Stored dataset items:

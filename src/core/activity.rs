//! An immutable snapshot of region-wide activity.
//!
//! Synapses may point at cells in any column, so evaluating a segment needs to read state that
//! other columns own. During a step every column only ever mutates itself, and all reads of other
//! columns go through this snapshot. The region refreshes it at the phase barriers: after all
//! columns advanced to the next time step, and after temporal pooling decided the active cells.

use super::{
    cell::CellAddress,
    column::Column,
    synapses::SynapseSource,
    topology::Topology,
};

/// Flat per-cell and per-input flags, indexed by `col * cells_per_column + cell`.
#[derive(Debug, Clone)]
pub struct Activity {
    columns: Topology,
    cells_per_column: usize,
    active: Vec<bool>,
    was_active: Vec<bool>,
    was_learning: Vec<bool>,
    input: Vec<bool>,
    prev_input: Vec<bool>,

    /// Cells that were learning in the previous step, in column order.
    prev_learning: Vec<CellAddress>,
}

impl Activity {
    pub fn new(columns: Topology, cells_per_column: usize, num_inputs: usize) -> Self {
        let num_cells = columns.len() * cells_per_column;
        Self {
            columns,
            cells_per_column,
            active: vec![false; num_cells],
            was_active: vec![false; num_cells],
            was_learning: vec![false; num_cells],
            input: vec![false; num_inputs],
            prev_input: vec![false; num_inputs],
            prev_learning: Vec::new(),
        }
    }

    /// Latches a new input vector. The currently latched one becomes the previous input.
    pub fn latch_input(&mut self, input: &[bool]) {
        std::mem::swap(&mut self.input, &mut self.prev_input);
        self.input.copy_from_slice(input);
    }

    /// Re-reads every cell flag from the columns.
    pub fn capture(&mut self, columns: &[Column]) {
        self.prev_learning.clear();

        for column in columns {
            for cell in &column.cells {
                let i = column.index * self.cells_per_column + cell.index;
                self.active[i] = cell.is_active;
                self.was_active[i] = cell.was_active;
                self.was_learning[i] = cell.was_learning;

                if cell.was_learning {
                    self.prev_learning.push(CellAddress {
                        col: column.index,
                        cell: cell.index,
                    });
                }
            }
        }
    }

    /// Builds a snapshot from explicit per-cell flags.
    #[cfg(test)]
    pub(crate) fn from_flags(
        columns: Topology,
        cells_per_column: usize,
        active: &[bool],
        was_active: &[bool],
        was_learning: &[bool],
        input: &[bool],
    ) -> Self {
        let prev_learning = was_learning
            .iter()
            .enumerate()
            .filter(|&(_, &learning)| learning)
            .map(|(i, _)| CellAddress {
                col: i / cells_per_column,
                cell: i % cells_per_column,
            })
            .collect();

        Self {
            columns,
            cells_per_column,
            active: active.to_vec(),
            was_active: was_active.to_vec(),
            was_learning: was_learning.to_vec(),
            input: input.to_vec(),
            prev_input: vec![false; input.len()],
            prev_learning,
        }
    }

    #[inline]
    fn flat(&self, address: CellAddress) -> usize {
        address.col * self.cells_per_column + address.cell
    }

    #[inline]
    pub fn is_active(&self, source: SynapseSource) -> bool {
        match source {
            SynapseSource::Cell(address) => self.active[self.flat(address)],
            SynapseSource::Input(index) => self.input[index],
        }
    }

    #[inline]
    pub fn was_active(&self, source: SynapseSource) -> bool {
        match source {
            SynapseSource::Cell(address) => self.was_active[self.flat(address)],
            SynapseSource::Input(index) => self.prev_input[index],
        }
    }

    /// Input bits never learn.
    #[inline]
    pub fn was_learning(&self, source: SynapseSource) -> bool {
        match source {
            SynapseSource::Cell(address) => self.was_learning[self.flat(address)],
            SynapseSource::Input(_) => false,
        }
    }

    #[inline]
    pub fn input(&self) -> &[bool] {
        &self.input
    }

    /// Cells that were learning in the previous step, lie within `radius` of column `col`
    /// and belong to another column.
    pub fn learning_candidates(
        &self,
        col: usize,
        radius: usize,
    ) -> impl Iterator<Item = CellAddress> + '_ {
        self.prev_learning.iter().copied().filter(move |candidate| {
            candidate.col != col && self.columns.within(col, candidate.col, radius)
        })
    }
}
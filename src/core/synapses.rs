//! A `Synapse` models a single weighted connection onto a segment.
//!
//! The source of a synapse is either another cell in the region (distal synapses, which carry
//! temporal context) or a raw input bit (proximal synapses, which carry the feed-forward signal).
//! Both kinds are evaluated the same way, by looking the source up in the region's `Activity`.
//!
//! If the permanence is at least the connected threshold the synapse is considered "connected".
//! During learning permanence is increased or decreased, always clamped to `[min, max]`.
//! The connected flag is cached once per time step by the owning segment, and the previous
//! step's flag is kept so that activity at `t-1` can be evaluated with the connectivity at `t-1`.

use super::{activity::Activity, cell::CellAddress, config::SynapsePermanenceOptions};
use serde::{Deserialize, Serialize};

/// Where a synapse takes its signal from.
#[derive(Debug, Clone, Copy, PartialEq, Eq, Hash, Serialize, Deserialize)]
pub enum SynapseSource {
    /// A cell in the same region.
    Cell(CellAddress),

    /// An index into the region's input vector.
    Input(usize),
}

/// A synapse connecting a source with an associated permanence value.
#[derive(Debug, Clone, Copy, PartialEq)]
pub struct Synapse {
    pub source: SynapseSource,

    /// Represents the strength of the connection.
    pub permanence: f32,

    /// Connected flag cached at the current time step.
    pub is_connected: bool,

    /// Connected flag cached at the previous time step.
    pub was_connected: bool,
}

impl Synapse {
    #[inline]
    pub fn new(source: SynapseSource, permanence: f32) -> Self {
        Self {
            source,
            permanence,
            is_connected: false,
            was_connected: false,
        }
    }

    /// Recomputes the cached connected flag from the current permanence.
    #[inline]
    pub fn refresh_connected(&mut self, connected: f32) -> bool {
        self.is_connected = self.permanence >= connected;
        self.is_connected
    }

    #[inline]
    pub fn is_active(&self, activity: &Activity, connected_only: bool) -> bool {
        activity.is_active(self.source) && (self.is_connected || !connected_only)
    }

    #[inline]
    pub fn was_active(&self, activity: &Activity, connected_only: bool) -> bool {
        activity.was_active(self.source) && (self.was_connected || !connected_only)
    }

    /// True if the synapse was active through a connection and its source was learning at `t-1`.
    #[inline]
    pub fn was_active_from_learning(&self, activity: &Activity) -> bool {
        self.was_active(activity, true) && activity.was_learning(self.source)
    }

    #[inline]
    pub fn increase_permanence(&mut self, amount: f32, options: &SynapsePermanenceOptions) {
        self.permanence = (self.permanence + amount).clamp(options.min, options.max);
    }

    #[inline]
    pub fn decrease_permanence(&mut self, amount: f32, options: &SynapsePermanenceOptions) {
        self.permanence = (self.permanence - amount).clamp(options.min, options.max);
    }
}

#[cfg(test)]
mod tests {
    use super::*;

    #[test]
    fn permanence_is_clamped() {
        let options = SynapsePermanenceOptions::default();
        let mut syn = Synapse::new(SynapseSource::Input(0), 0.99);

        syn.increase_permanence(0.5, &options);
        assert_eq!(syn.permanence, 1.0);

        syn.decrease_permanence(3.0, &options);
        assert_eq!(syn.permanence, 0.0);
    }

    #[test]
    fn connected_flag_follows_threshold() {
        let mut syn = Synapse::new(SynapseSource::Input(0), 0.2);
        assert!(syn.refresh_connected(0.2));

        syn.permanence = 0.19;
        assert!(!syn.refresh_connected(0.2));
    }
}
//! Cortical Learning Algorithm region.
//!
//! A `Region` takes a stream of binary input vectors and learns two things from it:
//! a sparse spatial encoding of every input (spatial pooling), and the temporal
//! transitions between those encodings, which it uses to predict upcoming activity
//! several steps ahead (temporal pooling).
//!
//! ```no_run
//! use cla_region::core::{config::RegionParams, region::Region};
//!
//! let params = RegionParams::hardcoded(250, 1, 1, 3, 4);
//! let mut region = Region::new(params)?;
//!
//! let mut input = vec![false; 250];
//! input[..25].iter_mut().for_each(|bit| *bit = true);
//! region.update_input(&input)?;
//! region.run_once();
//!
//! let accuracy = region.last_accuracy();
//! println!("{:.2} {:.2}", accuracy.activation, accuracy.prediction);
//! # Ok::<(), cla_region::HtmError>(())
//! ```

pub mod core;

/// Error types for the library.
pub mod error {
    use thiserror::Error;

    /// Main error type for region construction and input handling.
    #[derive(Error, Debug, Clone, PartialEq)]
    pub enum HtmError {
        /// A hyperparameter is outside its valid range.
        #[error("Invalid parameter '{name}': {message}")]
        InvalidParameter {
            /// Name of the invalid parameter.
            name: &'static str,
            /// Description of the error.
            message: String,
        },

        /// An input vector does not match the region's input dimensions.
        #[error("Input size mismatch: expected {expected} bits, got {actual}")]
        InputSizeMismatch {
            /// Number of input bits the region was built for.
            expected: usize,
            /// Number of bits supplied.
            actual: usize,
        },
    }

    /// Result type alias using HtmError.
    pub type Result<T> = std::result::Result<T, HtmError>;
}

pub use error::{HtmError, Result};

/// Commonly used types.
pub mod prelude {
    pub use crate::core::{
        cell::CellAddress,
        config::{RegionConfig, RegionParams, Scheduler, SpatialTopology, SynapsePermanenceOptions},
        region::{Accuracy, Region},
        stats::RegionStats,
    };
    pub use crate::{HtmError, Result};
}
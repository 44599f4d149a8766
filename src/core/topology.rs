//! Topology represents a two dimensional grid (the column grid or the input grid) stored in row-major
//! order. It converts between linear indices and `(x, y)` coordinates and iterates over square
//! neighborhoods clipped at the grid borders.
//!
//! Both local inhibition and distal synapse locality use the same square "box" notion of distance:
//! a position lies within radius `r` of a center iff `|dx| <= r` and `|dy| <= r`.

use serde::{Deserialize, Serialize};
use std::ops::Range;

/// The shape of a two dimensional grid.
#[derive(Debug, Clone, Copy, PartialEq, Eq, Serialize, Deserialize)]
pub struct Topology {
    pub width: usize,
    pub height: usize,
}

impl Topology {
    #[inline]
    pub fn new(width: usize, height: usize) -> Self {
        Self { width, height }
    }

    /// Total number of positions in the grid.
    #[inline]
    pub fn len(&self) -> usize {
        self.width * self.height
    }

    #[inline]
    pub fn is_empty(&self) -> bool {
        self.len() == 0
    }

    /// Converts a linear index into its `(x, y)` coordinates.
    #[inline]
    pub fn coordinates(&self, index: usize) -> (usize, usize) {
        (index % self.width, index / self.width)
    }

    /// Converts `(x, y)` coordinates into a linear index.
    #[inline]
    pub fn index_from_coordinates(&self, x: usize, y: usize) -> usize {
        y * self.width + x
    }

    /// Returns the x and y ranges of the square of the given `radius` around `(cx, cy)`,
    /// clipped at the grid borders.
    #[inline]
    pub fn bounds(&self, cx: usize, cy: usize, radius: usize) -> (Range<usize>, Range<usize>) {
        let x = cx.saturating_sub(radius)..(cx + radius + 1).min(self.width);
        let y = cy.saturating_sub(radius)..(cy + radius + 1).min(self.height);
        (x, y)
    }

    /// True if the two indices lie within `radius` of each other. A radius of 0 means unrestricted.
    #[inline]
    pub fn within(&self, a: usize, b: usize, radius: usize) -> bool {
        if radius == 0 {
            return true;
        }

        let (ax, ay) = self.coordinates(a);
        let (bx, by) = self.coordinates(b);

        ax.abs_diff(bx) <= radius && ay.abs_diff(by) <= radius
    }

    /// Returns an iterator over the indices within `radius` of the `center` index,
    /// clipped at the grid borders. The center itself is included.
    #[inline]
    pub fn neighborhood(&self, center: usize, radius: usize) -> NeighborhoodIter {
        let (cx, cy) = self.coordinates(center);
        let (xs, ys) = self.bounds(cx, cy, radius);

        NeighborhoodIter {
            topology: *self,
            x: xs.start,
            y: ys.start,
            xs,
            ys,
        }
    }
}

/// An iterator that yields all indices of a clipped square neighborhood, row by row.
pub struct NeighborhoodIter {
    topology: Topology,
    xs: Range<usize>,
    ys: Range<usize>,
    x: usize,
    y: usize,
}

impl Iterator for NeighborhoodIter {
    type Item = usize;

    fn next(&mut self) -> Option<Self::Item> {
        if self.xs.is_empty() || self.y >= self.ys.end {
            return None;
        }

        let result = self.topology.index_from_coordinates(self.x, self.y);

        self.x += 1;
        if self.x >= self.xs.end {
            self.x = self.xs.start;
            self.y += 1;
        }

        Some(result)
    }

    fn size_hint(&self) -> (usize, Option<usize>) {
        let rows_left = self.ys.end.saturating_sub(self.y);
        let count = if rows_left == 0 || self.xs.is_empty() {
            0
        } else {
            (rows_left - 1) * self.xs.len() + (self.xs.end - self.x)
        };

        (count, Some(count))
    }
}
//! A `Column` in HTM represents one feature detector or receptive field in the region.
//!
//! Biological inspiration:
//! Columns in HTM are inspired by cortical mini-columns found in the brain.
//! They consist of a group of neurons, which in HTM are modeled as "cells".
//!
//! Meaning in HTM:
//! Each column receives input from a random subset of the input space through the synapses of its
//! single proximal segment, computes its overlap score with the current input, and competes with
//! its neighbors (inhibition within a radius) to become active. Active columns then hand over to
//! their cells, which decide in which temporal context the input occurred.
//!
//! What are duty cycles?
//! - They are exponential moving averages of how often a column meets certain criteria.
//! - The active duty cycle tracks how often the column wins the inhibition.
//! - The overlap duty cycle tracks how often its overlap exceeds the minimum overlap.
//! - A column whose active duty cycle falls behind its neighbors gets its overlap boosted, and a
//!   column whose overlap duty cycle falls behind gets all of its proximal permanences raised.
//!
//! A column only ever mutates its own cells, segments and synapses. Everything it needs to know
//! about other columns is read from the region's `Activity` snapshot, which makes columns
//! independent within a temporal pooling phase. Each column owns its random generator so that
//! sampling does not depend on the order in which columns are processed.

use super::{
    activity::Activity,
    cell::Cell,
    config::RegionConfig,
    segment::Segment,
    segment_update::TimeRef,
};
use rand::rngs::StdRng;

#[derive(Debug, Clone)]
pub struct Column {
    /// The index of the column in the column grid.
    pub index: usize,

    /// Position in the column grid.
    pub cx: usize,
    pub cy: usize,

    /// Position in the input grid this column is centered on.
    pub ix: usize,
    pub iy: usize,

    pub cells: Vec<Cell>,

    /// Feed-forward segment wired to input bits.
    pub proximal: Segment,

    /// Boosted overlap of the current step.
    pub overlap: usize,

    pub boost: f32,
    pub active_duty_cycle: f32,
    pub overlap_duty_cycle: f32,

    pub is_active: bool,

    /// Random generator for candidate sampling of this column's cells.
    pub rng: StdRng,
}

impl Column {
    /// Creates a new column with `cells_per_column` cells and an empty proximal segment.
    pub fn new(
        index: usize,
        cx: usize,
        cy: usize,
        ix: usize,
        iy: usize,
        cells_per_column: usize,
        rng: StdRng,
    ) -> Self {
        Self {
            index,
            cx,
            cy,
            ix,
            iy,
            cells: (0..cells_per_column).map(Cell::new).collect(),
            proximal: Segment::new(1),
            overlap: 0,
            boost: 1.0,
            active_duty_cycle: 1.0,
            overlap_duty_cycle: 1.0,
            is_active: false,
            rng,
        }
    }

    pub fn next_time_step(&mut self) {
        for cell in self.cells.iter_mut() {
            cell.next_time_step();
        }
        self.proximal.next_time_step();
    }

    /// Counts the connected active proximal synapses. Counts below `min_overlap` are zeroed,
    /// others are multiplied by the boost and truncated.
    pub fn compute_overlap(&mut self, activity: &Activity, min_overlap: f32, connected: f32) {
        self.proximal.process(activity, connected);

        let overlap = self.proximal.active_connected;
        self.overlap = if (overlap as f32) < min_overlap {
            0
        } else {
            (overlap as f32 * self.boost) as usize
        };
    }

    /// Reinforces the proximal synapses of a winning column.
    #[inline]
    pub fn update_permanences(&mut self, activity: &Activity, config: &RegionConfig) {
        self.proximal.adapt_permanences(activity, &config.permanence);
    }

    /// Updates both duty cycles and the boost.
    ///
    /// `max_neighbor_duty` is the highest active duty cycle among the columns within the inhibition
    /// radius. A column falling below a fraction of it gets boosted, and if its overlap duty cycle
    /// falls below the same threshold all its proximal permanences are raised.
    pub fn perform_boosting(&mut self, max_neighbor_duty: f32, min_overlap: f32, config: &RegionConfig) {
        let min_duty_cycle = config.min_duty_cycle_fraction * max_neighbor_duty;
        let alpha = config.ema_alpha;

        self.active_duty_cycle = (1.0 - alpha) * self.active_duty_cycle;
        if self.is_active {
            self.active_duty_cycle += alpha;
        }

        self.boost = if self.active_duty_cycle > min_duty_cycle {
            1.0
        } else if self.active_duty_cycle == 0.0 {
            self.boost * config.boost_growth
        } else {
            min_duty_cycle / self.active_duty_cycle
        };

        self.overlap_duty_cycle = (1.0 - alpha) * self.overlap_duty_cycle;
        if self.overlap as f32 > min_overlap {
            self.overlap_duty_cycle += alpha;
        }

        if self.overlap_duty_cycle < min_duty_cycle {
            self.proximal.increase_all_permanences(&config.permanence);
        }
    }

    /// The cell whose best matching segment has the most active synapses at `time`, together with
    /// that segment. Without any match, the cell with the fewest segments (the first on ties).
    pub fn best_matching_cell(
        &self,
        prediction_steps: usize,
        time: TimeRef,
        min_count: usize,
    ) -> (usize, Option<usize>) {
        let mut best: Option<(usize, usize)> = None;
        let mut best_count = 0;

        for (i, cell) in self.cells.iter().enumerate() {
            if let Some((segment, count)) = cell.best_matching_segment(prediction_steps, time, min_count) {
                if count > best_count {
                    best_count = count;
                    best = Some((i, segment));
                }
            }
        }

        match best {
            Some((cell, segment)) => (cell, Some(segment)),
            None => {
                let fewest = self
                    .cells
                    .iter()
                    .enumerate()
                    .min_by_key(|(i, cell)| (cell.segments.len(), *i))
                    .map_or(0, |(i, _)| i);
                (fewest, None)
            }
        }
    }

    /// Overlap as a fraction of the number of proximal synapses.
    #[inline]
    pub fn overlap_percentage(&self) -> f32 {
        self.overlap as f32 / self.proximal.synapses.len().max(1) as f32
    }

    /// Fewest prediction steps among the predicting cells, 0 if no cell is predicting.
    pub fn prediction_steps(&self) -> usize {
        self.cells
            .iter()
            .filter(|cell| cell.is_predicting)
            .map(|cell| cell.prediction_steps)
            .min()
            .unwrap_or(0)
    }
}
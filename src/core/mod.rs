pub mod activity;
pub mod cell;
pub mod column;
pub mod config;
pub mod region;
pub mod segment;
pub mod segment_update;
pub mod spatial_pooler;
pub mod stats;
pub mod synapses;
pub mod temporal_pooler;
pub mod topology;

# Directions
If a line in the records above holds the string "RegionConfig", copy it out.

# Result of this task
        config::{RegionConfig, RegionParams, Scheduler, SpatialTopology, SynapsePermanenceOptions},
    config::RegionConfig,
    pub fn update_permanences(&mut self, activity: &Activity, config: &RegionConfig) {
    pub fn perform_boosting(&mut self, max_neighbor_duty: f32, min_overlap: f32, config: &RegionConfig) {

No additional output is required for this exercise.